Alzheimer’s Patients

Help for caretakers in charge of Alzheimer’s Patients – High-Tech Tracking Technology.

Alzheimer’s is a really frightening disease, not just for the way it can reduce a normal functioning person into practically a zombie, but also for how easy it seems to fall victim to it. There are perhaps 5 million Alzheimer’s patients in America. About half of them, have just been diagnosed. Different workplace duties require different Task Chair, equipment and layouts. Anyone who is in the early stages of the disease, can still look forward to many years of reasonably independent existence, before they can expect the disease to deteriorate their brains, and make their lives and memories disappear.

When this happens, most Alzheimer’s patients are seen to xibit symptoms like spontaneously losing track of where they are, or where they’re headed.
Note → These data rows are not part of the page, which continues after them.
//! Read-along session
//!
//! `ReadAlongSession` owns every piece of mutable state: the parsed text, the
//! alignment table, playback and scroll state, and the anchor editor. All
//! mutations go through `&mut self`, so a clock tick can never observe a
//! half-applied seek or anchor edit.

use serde::Serialize;

use crate::anchors::{self, AnchorEditor};
use crate::config::ReadAlongConfig;
use crate::errors::{AnchorEditError, ExportError, LoadFailure};
use crate::i18n::translate;
use crate::models::{
    AlignmentTable, Anchor, AssetStatus, AssetStatuses, Document, Placement, PlaybackState, SyncPhase,
    TextUnit,
};
use crate::parse::{anchor_marker_attributes, format_seconds, parse_smil, parse_tei, write_tei};
use crate::sync::{PlaybackSync, ScrollGuard, SyncContext, SyncEffect, TransportCommand, ViewportProbe};

/// Snapshot handed to the renderer after each step
#[derive(Serialize, Clone, Debug)]
#[serde(rename_all = "camelCase")]
pub struct RenderState {
    pub playback: PlaybackState,
    pub page_index: Option<usize>,
    pub page_count: usize,
    pub statuses: AssetStatuses,
    pub has_translations: bool,
    pub translations_visible: bool,
    pub anchor_mode: bool,
    pub anchors: Vec<Anchor>,
    /// Localized load error messages
    pub messages: Vec<String>,
}

#[derive(Debug, Default)]
pub struct ReadAlongSession {
    config: ReadAlongConfig,
    document: Document,
    table: AlignmentTable,
    statuses: AssetStatuses,
    failures: Vec<LoadFailure>,
    audio_duration_ms: Option<u64>,
    state: PlaybackState,
    sync: PlaybackSync,
    guard: ScrollGuard,
    editor: AnchorEditor,
    anchor_mode: bool,
    translations_visible: bool,
}
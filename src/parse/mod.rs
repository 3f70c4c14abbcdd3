//! Parsing module for the read-along engine
//!
//! Readers for the two companion documents: the structured text (`tei`)
//! and the time alignment (`smil`). Both degrade to empty results instead of
//! failing, and both can write their format back out.

pub mod clock;
pub mod smil;
pub mod tei;

// Re-export commonly used functions
pub use clock::{format_seconds, parse_clock_ms};
pub use smil::{parse_smil, try_parse_smil, write_smil};
pub use tei::{anchor_marker_attributes, parse_tei, try_parse_tei, write_tei};
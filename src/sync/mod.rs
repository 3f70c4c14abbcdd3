//! Playback synchronization: highlight, page navigation and scrolling

pub mod effects;
pub mod playback;
pub mod scroll_guard;
pub mod viewport;

pub use effects::{SyncEffect, TransportCommand};
pub use playback::{PlaybackSync, SyncContext};
pub use scroll_guard::{ResumeTicket, ScrollGuard};
pub use viewport::{Headless, Rect, UnitLayout, ViewportProbe, ViewportSnapshot};
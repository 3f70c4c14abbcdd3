//! Session configuration
//!
//! Every field has a default, so hosts can pass a partial JSON object.

use once_cell::sync::Lazy;
use regex::Regex;
use serde::{Deserialize, Serialize};

use crate::errors::ConfigError;
use crate::i18n::InterfaceLanguage;

/// Direction of page transitions
#[derive(Serialize, Deserialize, Clone, Copy, Debug, PartialEq, Eq, Default)]
#[serde(rename_all = "camelCase")]
pub enum PageScrolling {
    #[default]
    Horizontal,
    Vertical,
}

#[derive(Serialize, Deserialize, Clone, Debug, PartialEq)]
#[serde(rename_all = "camelCase", default)]
pub struct ReadAlongConfig {
    pub page_scrolling: PageScrolling,

    /// Autoscroll suspension after a seek
    pub seek_guard_ms: u64,

    /// Delay before autoscroll resumes once the highlighted unit is visible
    pub resume_debounce_ms: u64,

    /// Left inset for horizontal scrolling inside a paragraph
    pub scroll_inset_px: f64,

    /// Distance of the "go back" control
    pub rewind_ms: u64,

    /// Whether anchor editing may be turned on
    pub editable: bool,

    /// Prefix relative asset paths with `assets/`
    pub use_assets_folder: bool,

    #[serde(deserialize_with = "InterfaceLanguage::deserialize_lenient")]
    pub language: InterfaceLanguage,
}

impl Default for ReadAlongConfig {
    fn default() -> Self {
        Self {
            page_scrolling: PageScrolling::Horizontal,
            seek_guard_ms: 100,
            resume_debounce_ms: 100,
            scroll_inset_px: 10.0,
            rewind_ms: 5000,
            editable: false,
            use_assets_folder: true,
            language: InterfaceLanguage::Eng,
        }
    }
}

static ABSOLUTE_OR_ASSETS: Lazy<Regex> =
    Lazy::new(|| Regex::new(r"^(https?:/|assets)/\b").expect("static regex"));

impl ReadAlongConfig {
    pub fn from_json(json: &str) -> Result<Self, ConfigError> {
        if json.trim().is_empty() {
            return Ok(Self::default());
        }
        Ok(serde_json::from_str(json)?)
    }

    /// Resolve an asset path against the assets folder
    pub fn resolve_asset_url(&self, path: &str) -> String {
        if self.use_assets_folder && !ABSOLUTE_OR_ASSETS.is_match(path) {
            format!("assets/{}", path)
        } else {
            path.to_string()
        }
    }
}

#[cfg(test)]
mod tests {
    use super::*;

    #[test]
    fn test_partial_json_keeps_defaults() {
        let config = ReadAlongConfig::from_json(r#"{"pageScrolling":"vertical","editable":true}"#).unwrap();
        assert_eq!(config.page_scrolling, PageScrolling::Vertical);
        assert!(config.editable);
        assert_eq!(config.seek_guard_ms, 100);
        assert_eq!(config.rewind_ms, 5000);
    }

    #[test]
    fn test_empty_json_is_default() {
        assert_eq!(ReadAlongConfig::from_json("  ").unwrap(), ReadAlongConfig::default());
        assert!(ReadAlongConfig::from_json("{not json").is_err());
    }

    #[test]
    fn test_legacy_language_code() {
        let config = ReadAlongConfig::from_json(r#"{"language":"fr"}"#).unwrap();
        assert_eq!(config.language, InterfaceLanguage::Fra);
        let config = ReadAlongConfig::from_json(r#"{"language":"en"}"#).unwrap();
        assert_eq!(config.language, InterfaceLanguage::Eng);
    }

    #[test]
    fn test_resolve_asset_url() {
        let config = ReadAlongConfig::default();
        assert_eq!(config.resolve_asset_url("img/a.png"), "assets/img/a.png");
        assert_eq!(config.resolve_asset_url("assets/a.png"), "assets/a.png");
        assert_eq!(config.resolve_asset_url("https://x.org/a.png"), "https://x.org/a.png");

        let config = ReadAlongConfig {
            use_assets_folder: false,
            ..ReadAlongConfig::default()
        };
        assert_eq!(config.resolve_asset_url("img/a.png"), "img/a.png");
    }
}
If they happen to be on a walk, or on a drive when this happens, they can get irretrievably lost. You can find lots of stories from relatives and caretakers of Alzheimer’s patients who find their lives more and more tied down to the constant care that their loved one needs with many routine functions they undertake everyday. A woman in Texas, in charge of her father’s Alzheimer’s, is beginning to see some of the depressing reality of the disease in her father. The previously self-aware and active old man would always take 5-mile-long walks around the picturesque streets of their town. Lately, he’s found himself suddenly bewildered at completely losing track of where he has arrived at some point on the walk. The statistics are scary for the missing old. Task Chairs are generally used in conjunction with workplace desks. There are about 3 million missing cases out there.

The Silver Alerts program is something that has already been in place for a while in 11 states around the country, including Texas. When an Alzheimer’s sufferer goes missing, a predetermined set of TV and radio broadcast outlets, quickly put out a “Gone Missing” message, to help passersby identify the poor lost person. Most of the time, the wandering person is soon discovered. But for people like the daughter in the story above, there is new help from the Alzheimer’s Association.